Problem ::
From the data below, return the exact lines starting at the line containing "shared layers applied." and ending at the line containing "Router::new()", both included, and nothing else.

**** Provided data

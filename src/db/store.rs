use async_trait::async_trait;
use rust_decimal::Decimal;
use uuid::Uuid;

use super::{
    account::{Account, Customer, LoanPosition, User},
    error::StoreError,
    income::{BankIncomeRecord, DateRange, IncomeStats},
    request::{RequestFilter, RequestPage, RequestSummary, ReversalMark, Settlement, WithdrawalRequest},
    tx::TransactionRecord,
};

/// Accounts, requests and the transaction journal.
///
/// Reads on this trait run outside any transaction. Anything that mutates a
/// balance goes through [`LedgerTx`] obtained from [`LedgerStore::begin`].
#[async_trait]
pub trait LedgerStore: Send + Sync {
    async fn begin(&self) -> Result<Box<dyn LedgerTx>, StoreError>;

    async fn find_account(&self, id: Uuid) -> Result<Option<Account>, StoreError>;

    async fn find_customer(&self, id: Uuid) -> Result<Option<Customer>, StoreError>;

    async fn find_user(&self, id: Uuid) -> Result<Option<User>, StoreError>;

    async fn insert_request(&self, request: &WithdrawalRequest) -> Result<(), StoreError>;

    async fn find_request(&self, id: Uuid) -> Result<Option<RequestSummary>, StoreError>;

    async fn list_requests(&self, filter: &RequestFilter) -> Result<RequestPage, StoreError>;

    /// Approved withdrawal requests, oldest first.
    async fn approved_withdrawals(&self) -> Result<Vec<WithdrawalRequest>, StoreError>;

    async fn transactions_for_request(&self, request_id: Uuid) -> Result<Vec<TransactionRecord>, StoreError>;

    async fn active_loans(&self) -> Result<Vec<LoanPosition>, StoreError>;
}

/// One storage transaction. Dropping it without [`LedgerTx::commit`] discards
/// every write made through it.
#[async_trait]
pub trait LedgerTx: Send {
    /// Loads a request and holds it locked until the transaction ends.
    async fn lock_request(&mut self, id: Uuid) -> Result<Option<WithdrawalRequest>, StoreError>;

    /// Loads an account and holds it locked until the transaction ends.
    async fn lock_account(&mut self, id: Uuid) -> Result<Option<Account>, StoreError>;

    /// Adds `delta` to the balance and returns the new balance.
    async fn adjust_balance(&mut self, account_id: Uuid, delta: Decimal) -> Result<Decimal, StoreError>;

    async fn insert_transaction(&mut self, record: &TransactionRecord) -> Result<(), StoreError>;

    /// Moves a pending request to its settled status. Returns `false` when the
    /// request was no longer pending.
    async fn settle_request(&mut self, id: Uuid, settlement: &Settlement) -> Result<bool, StoreError>;

    /// Flags an approved request as reversed. Returns `false` when it was
    /// already reversed or is not approved.
    async fn mark_reversed(&mut self, id: Uuid, mark: &ReversalMark) -> Result<bool, StoreError>;

    async fn commit(self: Box<Self>) -> Result<(), StoreError>;
}

/// Append-only bank income journal.
#[async_trait]
pub trait IncomeStore: Send + Sync {
    /// Appends one record. Loan interest is unique per `(source_id, accrual_date)`;
    /// a duplicate yields [`StoreError::Conflict`].
    async fn append_income(&self, record: &BankIncomeRecord) -> Result<(), StoreError>;

    async fn income_stats(&self, range: &DateRange) -> Result<IncomeStats, StoreError>;

    /// Records in `range`, newest first, plus the total count in `range`.
    async fn income_page(
        &self,
        range: &DateRange,
        skip: u64,
        take: u64,
    ) -> Result<(Vec<BankIncomeRecord>, u64), StoreError>;

    async fn income_for_source(&self, source_id: Uuid) -> Result<Vec<BankIncomeRecord>, StoreError>;
}
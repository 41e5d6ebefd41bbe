pub mod auth;
pub mod error;
pub mod income;
pub mod utils;
pub mod withdrawal;

use std::sync::Arc;

use axum::Router;
use tower_http::{
    compression::CompressionLayer, limit::RequestBodyLimitLayer,
    validate_request::ValidateRequestHeaderLayer,
};

use crate::banking::LedgerServices;
use auth::AuthService;

/// Request bodies are small JSON documents.
const BODY_LIMIT: usize = 64 * 1024;

/// Every `/v1` route, with the shared layers applied.
pub fn app_router(service: Arc<AuthService>, ledger: LedgerServices) -> Router {
    let ledger = Arc::new(ledger);

    let withdrawal_routes = withdrawal::withdrawal_routes(service.clone(), ledger.clone())
        .route_layer(ValidateRequestHeaderLayer::accept("application/json"));
    let income_routes = income::income_routes(service, ledger)
        .route_layer(ValidateRequestHeaderLayer::accept("application/json"))
        .route_layer(CompressionLayer::new().gzip(true));

    Router::new()
        .nest("/v1", withdrawal_routes.merge(income_routes))
        .route_layer(RequestBodyLimitLayer::new(BODY_LIMIT))
}
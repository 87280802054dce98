//! Read-only inspection of registry state for debug overlays

use glam::Vec3;
use serde::{Deserialize, Serialize};

use crate::actor::LifecycleState;
use crate::core::types::ActorId;
use crate::npc::NpcRegistry;

#[derive(Debug, Clone, PartialEq, Serialize, Deserialize)]
pub struct NpcSnapshot {
    pub id: ActorId,
    /// Movement position, if the NPC has a movement unit
    pub position: Option<Vec3>,
    pub is_moving: bool,
    pub spawned: bool,
}

#[derive(Debug, Clone, PartialEq, Serialize, Deserialize)]
pub struct RegistrySnapshot {
    pub npcs_immune: bool,
    pub debug_behavior: bool,
    pub stuck_check_seconds: f32,
    pub stuck_check_max_passes: u32,
    pub npcs: Vec<NpcSnapshot>,
}

impl RegistrySnapshot {
    pub fn to_json(&self) -> serde_json::Result<String> {
        serde_json::to_string_pretty(self)
    }
}

impl NpcRegistry {
    /// Observational snapshot. Members that are mutably borrowed at the
    /// time of the call are skipped.
    pub fn debug_snapshot(&self) -> RegistrySnapshot {
        let mut npcs: Vec<NpcSnapshot> = self
            .members()
            .iter()
            .filter_map(|npc| {
                let npc = npc.try_borrow().ok()?;
                Some(NpcSnapshot {
                    id: npc.id()?,
                    position: npc.movement().map(|m| m.position()),
                    is_moving: npc.is_moving(),
                    spawned: npc.state() == LifecycleState::Spawned,
                })
            })
            .collect();
        npcs.sort_by_key(|npc| npc.id);

        RegistrySnapshot {
            npcs_immune: self.npcs_immune(),
            debug_behavior: self.debug_behavior(),
            stuck_check_seconds: self.stuck_check_seconds(),
            stuck_check_max_passes: self.stuck_check_max_passes(),
            npcs,
        }
    }
}

#[cfg(test)]
mod tests {
    use super::*;
    use crate::actor::{ActorBuilder, KinematicMovement};
    use crate::core::config::NpcConfig;
    use crate::core::types::ActorShape;
    use crate::world::spawn::SpawnPoints;
    use std::rc::Rc;

    #[test]
    fn test_snapshot_lists_members() {
        let registry = Rc::new(NpcRegistry::new(
            NpcConfig::default(),
            Rc::new(SpawnPoints::new()),
        ));
        let npc = ActorBuilder::new(ActorShape::default())
            .with_movement(KinematicMovement::new(Vec3::new(1.0, 0.0, 2.0)))
            .with_tracker(&registry)
            .build();
        let id = ActorId::new();
        npc.borrow_mut().initialize(id);
        npc.borrow_mut().on_spawn(None);
        registry.set_npcs_immune(true);

        let snapshot = registry.debug_snapshot();

        assert!(snapshot.npcs_immune);
        assert_eq!(snapshot.npcs.len(), 1);
        assert_eq!(snapshot.npcs[0].id, id);
        assert_eq!(snapshot.npcs[0].position, Some(Vec3::new(1.0, 0.0, 2.0)));
        assert!(snapshot.npcs[0].spawned);
        assert!(snapshot.to_json().expect("serializable").contains("npcs_immune"));
    }

    #[test]
    fn test_snapshot_skips_borrowed_members() {
        let registry = Rc::new(NpcRegistry::new(
            NpcConfig::default(),
            Rc::new(SpawnPoints::new()),
        ));
        let npc = ActorBuilder::new(ActorShape::default())
            .with_tracker(&registry)
            .build();
        npc.borrow_mut().initialize(ActorId::new());
        npc.borrow_mut().on_spawn(None);

        let _guard = npc.borrow_mut();
        assert!(registry.debug_snapshot().npcs.is_empty());
    }
}
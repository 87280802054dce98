//! NPC registry configuration
//!
//! Debug toggles and the stuck-check policy consumed by
//! [`StuckChecker`](crate::npc::stuck::StuckChecker). Values can be loaded
//! from a TOML file; any missing key falls back to its default.

use std::path::Path;

use serde::{Deserialize, Serialize};

use crate::core::error::{Result, RuntimeError};

/// Milliseconds to seconds
pub const MILLISECONDS_TO_SECONDS: f32 = 0.001;

/// Configuration for an NPC registry
#[derive(Debug, Clone, PartialEq, Serialize, Deserialize)]
#[serde(default)]
pub struct NpcConfig {
    // === DEBUG ===
    /// NPCs ignore incoming damage while set
    pub npcs_immune: bool,

    /// Behavior units emit verbose decision logging while set
    pub debug_behavior: bool,

    /// Log every actor initialization at debug level
    pub enable_actor_debug: bool,

    // === STUCK CHECK ===
    /// Interval between stuck-check samples, in milliseconds
    pub stuck_check_ms: u32,

    /// How many passes through the stuck check an actor must fail
    /// before being considered stuck
    pub stuck_check_max_passes: u32,

    /// Minimum distance (world units) a moving actor must cover between
    /// two samples for the sample to count as progress
    pub stuck_min_progress: f32,
}

impl Default for NpcConfig {
    fn default() -> Self {
        Self {
            npcs_immune: false,
            debug_behavior: false,
            enable_actor_debug: false,
            stuck_check_ms: 500,
            stuck_check_max_passes: 2,
            stuck_min_progress: 0.01,
        }
    }
}

impl NpcConfig {
    pub fn new() -> Self {
        Self::default()
    }

    /// Stuck-check interval in seconds
    pub fn stuck_check_seconds(&self) -> f32 {
        self.stuck_check_ms as f32 * MILLISECONDS_TO_SECONDS
    }

    /// Parse a config from TOML text and validate it
    pub fn from_toml_str(content: &str) -> Result<Self> {
        let config: NpcConfig = toml::from_str(content)?;
        config.validate()?;
        Ok(config)
    }

    /// Load a config from a TOML file
    pub fn load(path: &Path) -> Result<Self> {
        let content = std::fs::read_to_string(path)?;
        Self::from_toml_str(&content)
    }

    /// Validate configuration for internal consistency
    pub fn validate(&self) -> Result<()> {
        if self.stuck_check_ms == 0 {
            return Err(RuntimeError::InvalidConfig(
                "stuck_check_ms must be greater than zero".into(),
            ));
        }

        if self.stuck_check_max_passes == 0 {
            return Err(RuntimeError::InvalidConfig(
                "stuck_check_max_passes must be greater than zero".into(),
            ));
        }

        // zero would count every sample as progress
        if self.stuck_min_progress.is_nan() || self.stuck_min_progress <= 0.0 {
            return Err(RuntimeError::InvalidConfig(format!(
                "stuck_min_progress ({}) must be greater than zero",
                self.stuck_min_progress
            )));
        }

        Ok(())
    }
}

********

Exercise solution ::
/// Every `/v1` route, with the shared layers applied.
pub fn app_router(service: Arc<AuthService>, ledger: LedgerServices) -> Router {
    let ledger = Arc::new(ledger);

    let withdrawal_routes = withdrawal::withdrawal_routes(service.clone(), ledger.clone())
        .route_layer(ValidateRequestHeaderLayer::accept("application/json"));
    let income_routes = income::income_routes(service, ledger)
        .route_layer(ValidateRequestHeaderLayer::accept("application/json"))
        .route_layer(CompressionLayer::new().gzip(true));

    Router::new()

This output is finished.